The FC Basel 1933–34 season was the forty-first season since the club was foundation on 15 November 1893. FC Basel played their home games in the Landhof in the district Wettstein in Kleinbasel. The club chairman Franz Rinderer, who was the president for the third consecutive period.

== Overview ==
The Austrian trainer Karl Kurz remained trainer for his second season and fellow Austrian Josef Haist was co-trainer. Kurz was ill with leukaemia and his condition worsened. He died because of his illness during the evening of 26 November 1933, only hours the team's victory in the away game against Blue Stars Zürich. He was 35 years old. Josef Haist then took over the job as head coach.
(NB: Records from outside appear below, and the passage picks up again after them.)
impl PlanCache {
    pub fn new(capacity: usize, ttl: Duration) -> Self {
        Self {
            inner: Mutex::new(IndexMap::new()),
            capacity,
            ttl,
            hits: std::sync::atomic::AtomicU64::new(0),
            misses: std::sync::atomic::AtomicU64::new(0),
            evictions: std::sync::atomic::AtomicU64::new(0),
        }
    }

    pub fn get(&self, key: &str) -> Option<Plan> {
        use std::sync::atomic::Ordering;
        let mut guard = self.inner.lock();
        let expired = guard.get(key).map(|e| e.inserted_at.elapsed() > self.ttl).unwrap_or(false);
        if expired {
            guard.shift_remove(key);
            self.evictions.fetch_add(1, Ordering::Relaxed);
            self.misses.fetch_add(1, Ordering::Relaxed);
            return None;
        }
        match guard.shift_remove(key) {
            Some(entry) => {
                let plan = entry.plan.clone();
                log::trace!("plan cache hit for {key}, idle for {:?}", entry.last_accessed_at.elapsed());
                guard.insert(
                    key.to_string(),
                    PlanEntry {
                        plan: plan.clone(),
                        inserted_at: entry.inserted_at,
                        last_accessed_at: Instant::now(),
                        hits: entry.hits + 1,
                    },
                );
                self.hits.fetch_add(1, Ordering::Relaxed);
                Some(plan)
            }
            None => {
                self.misses.fetch_add(1, Ordering::Relaxed);
                None
            }
        }
    }

    /// Inserts or replaces the entry for `key`, evicting LRU-tail entries
    /// beyond capacity. Returns how many entries were evicted by this call,
    /// so a caller can feed an external eviction counter.
    pub fn insert(&self, key: String, plan: Plan) -> usize {
        use std::sync::atomic::Ordering;
        let mut guard = self.inner.lock();
        guard.shift_remove(&key);
        let now = Instant::now();
        guard.insert(key, PlanEntry { plan, inserted_at: now, last_accessed_at: now, hits: 0 });
        let mut evicted = 0;
        while guard.len() > self.capacity {
            guard.shift_remove_index(0);
            self.evictions.fetch_add(1, Ordering::Relaxed);
            evicted += 1;
        }
        evicted
    }

    /// Snapshot for `get_statistics` (spec.md §4.5): total entries, total
    /// hits, average hits per entry, the age of the oldest/newest entry, and
    /// the top 5 plans by hit count.
    pub fn snapshot_for_statistics(&self) -> (usize, u64, f64, Option<Duration>, Option<Duration>, Vec<TopPlan>) {
        let guard = self.inner.lock();
        let total_entries = guard.len();
        let total_hits: u64 = guard.values().map(|e| e.hits).sum();
        let avg_hits = if total_entries == 0 { 0.0 } else { total_hits as f64 / total_entries as f64 };
        let oldest = guard.values().map(|e| e.inserted_at.elapsed()).max();
        let most_recent = guard.values().map(|e| e.inserted_at.elapsed()).min();
        let mut top: Vec<TopPlan> = guard
            .values()
            .map(|e| TopPlan { plan_id: e.plan.plan_id.clone(), hits: e.hits })
            .collect();
        top.sort_by(|a, b| b.hits.cmp(&a.hits).then_with(|| a.plan_id.cmp(&b.plan_id)));
        top.truncate(5);
        (total_entries, total_hits, avg_hits, oldest, most_recent, top)
    }

    /// Drops every cached plan for `object_name`, matching by substring of
    /// the serialized query (spec.md §4.5 "invalidate by object").
    pub fn invalidate_object(&self, object_name: &str) {
        let mut guard = self.inner.lock();
        guard.retain(|_, entry| entry.plan.query.from_object.0 != object_name);
    }

    pub fn clear(&self) {
        self.inner.lock().clear();
    }

    pub fn len(&self) -> usize {
        self.inner.lock().len()
    }

    pub fn is_empty(&self) -> bool {
        self.len() == 0
    }

    pub fn stats(&self) -> (u64, u64, u64) {
        use std::sync::atomic::Ordering;
        (
            self.hits.load(Ordering::Relaxed),
            self.misses.load(Ordering::Relaxed),
            self.evictions.load(Ordering::Relaxed),
        )
    }
}

struct ResultEntry {
    rows: Vec<crate::value::Row>,
    inserted_at: Instant,
    object_names: Vec<String>,
}

/// Caches the final row set of a fully-resolved query (spec.md §4.5:
/// result cache is keyed on the RLS-enforced, parameter-bound query, so
/// two users never share a cached result set unless their enforced
/// queries are byte-for-byte identical).
pub struct ResultCache {
    inner: Mutex<IndexMap<String, ResultEntry>>,
    capacity: usize,
    ttl: Duration,
    max_rows_per_entry: usize,
    hits: std::sync::atomic::AtomicU64,
    misses: std::sync::atomic::AtomicU64,
    evictions: std::sync::atomic::AtomicU64,
}

impl ResultCache {
    pub fn new(capacity: usize, ttl: Duration, max_rows_per_entry: usize) -> Self {
        Self {
            inner: Mutex::new(IndexMap::new()),
            capacity,
            ttl,
            max_rows_per_entry,
            hits: std::sync::atomic::AtomicU64::new(0),
            misses: std::sync::atomic::AtomicU64::new(0),
            evictions: std::sync::atomic::AtomicU64::new(0),
        }
    }

    pub fn get(&self, key: &str) -> Option<Vec<crate::value::Row>> {
        use std::sync::atomic::Ordering;
        let mut guard = self.inner.lock();
        let expired = guard.get(key).map(|e| e.inserted_at.elapsed() > self.ttl).unwrap_or(false);
        if expired {
            guard.shift_remove(key);
            self.evictions.fetch_add(1, Ordering::Relaxed);
            self.misses.fetch_add(1, Ordering::Relaxed);
            return None;
        }
        match guard.shift_remove(key) {
            Some(entry) => {
                let rows = entry.rows.clone();
                guard.insert(
                    key.to_string(),
                    ResultEntry { rows: rows.clone(), inserted_at: entry.inserted_at, object_names: entry.object_names },
                );
                self.hits.fetch_add(1, Ordering::Relaxed);
                Some(rows)
            }
            None => {
                self.misses.fetch_add(1, Ordering::Relaxed);
                None
            }
        }
    }

    /// Skips caching result sets larger than `max_rows_per_entry`
    /// (spec.md §4.5: "never cache unbounded result sets").
    /// Returns how many entries were evicted by this call, so a caller can
    /// feed an external eviction counter. `0` when the insert was skipped
    /// for exceeding `max_rows_per_entry`.
    pub fn insert(&self, key: String, rows: Vec<crate::value::Row>, object_names: Vec<String>) -> usize {
        use std::sync::atomic::Ordering;
        if rows.len() > self.max_rows_per_entry {
            log::debug!("result set too large to cache ({} rows)", rows.len());
            return 0;
        }
        let mut guard = self.inner.lock();
        guard.shift_remove(&key);
        guard.insert(key, ResultEntry { rows, inserted_at: Instant::now(), object_names });
        let mut evicted = 0;
        while guard.len() > self.capacity {
            guard.shift_remove_index(0);
            self.evictions.fetch_add(1, Ordering::Relaxed);
            evicted += 1;
        }
        evicted
    }

    pub fn invalidate_object(&self, object_name: &str) {
        let mut guard = self.inner.lock();
        guard.retain(|_, entry| !entry.object_names.iter().any(|o| o == object_name));
    }

    pub fn clear(&self) {
        self.inner.lock().clear();
    }

    pub fn len(&self) -> usize {
        self.inner.lock().len()
    }

    pub fn stats(&self) -> (u64, u64, u64) {
        use std::sync::atomic::Ordering;
        (
            self.hits.load(Ordering::Relaxed),
            self.misses.load(Ordering::Relaxed),
            self.evictions.load(Ordering::Relaxed),
        )
    }
}

/// Hashes the *shape* of a query (structure and field/operator names, not
/// literal values) for plan-cache keying, optionally salted with a
/// security-context discriminator when RLS is in play (spec.md §4.5: plans
/// are shared across literal values but not across distinct RLS rewrites
/// unless the caller passes the same discriminator).
pub fn query_shape_hash(query: &Query, rls_discriminator: Option<&str>) -> String {
    let mut hasher = Sha256::new();
    hash_query_shape(&mut hasher, query);
    if let Some(d) = rls_discriminator {
        hasher.update(b"|rls:");
        hasher.update(d.as_bytes());
    }
    hex_digest(hasher)
}

/// Hashes a fully materialized query, literal values included, normalizing
/// `IN`-list operands by sorting first so that `IN (1, 2)` and `IN (2, 1)`
/// share a cache entry (spec.md §9 design note).
pub fn query_content_hash(query: &Query, rls_discriminator: Option<&str>) -> String {
    let mut hasher = Sha256::new();
    hash_query_shape(&mut hasher, query);
    hash_query_literals(&mut hasher, query);
    if let Some(d) = rls_discriminator {
        hasher.update(b"|rls:");
        hasher.update(d.as_bytes());
    }
    hex_digest(hasher)
}

fn hex_digest(hasher: Sha256) -> String {
    let digest = hasher.finalize();
    digest.iter().map(|b| format!("{b:02x}")).collect()
}

fn hash_query_shape(hasher: &mut Sha256, query: &Query) {
    hasher.update(query.from_object.0.as_bytes());
    for field in &query.fields {
        hash_field_shape(hasher, field);
    }
    if let Some(cond) = &query.where_clause {
        hash_condition_shape(hasher, cond);
    }
    if let Some(having) = &query.having {
        hash_condition_shape(hasher, having);
    }
    if let Some(group_by) = &query.group_by {
        for f in group_by {
            hasher.update(f.0.as_bytes());
        }
    }
    if let Some(order_by) = &query.order_by {
        for o in order_by {
            hasher.update(o.field.0.as_bytes());
            hasher.update([o.direction as u8]);
            hasher.update([o.nulls as u8]);
        }
    }
    hasher.update(b"|limit:");
    hasher.update([query.limit.is_some() as u8]);
    hasher.update(b"|offset:");
    hasher.update([query.offset.is_some() as u8]);
}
Basel played a total of 46 matches in their 1933–34 season. 30 of these matches were in the domestic league Nationalliga, four in the Swiss Cup and 12 were friendly matches. Of these 12 friendlies seven were played in the Landhof, three other games were also played in Switzerland and three were played in France. Of the friendly games, seven ended with a victory and four ended with a defeat.

The 1933–34 Nationalliga was reformed. The top division was no longer divided into two groups, but for the first time, all teams were in one group. The second-tier league remained with two regional groups. The championship was contested by 16 teams and was played in a double round robin, gaining two points for a victory and one for a draw. The three bottom-placed teams would be relegated. Basel started the season well, winning six of the first nine games, suffering only one defeat. Following the death of trainer Kurz the team was disorientated, losing five of the next seven matches and thus losing contact with the two top teams. Then in March Basel caught their form and improved again to finish their Nationalliga season in fifth position in the table, with 15 victories from the 30 games and 36 points. Servette won the championship with 49 points, three points ahead of Grasshopper Club. Urania Genève Sport, FC Blue Stars Zürich and FC Zürich suffered relegation.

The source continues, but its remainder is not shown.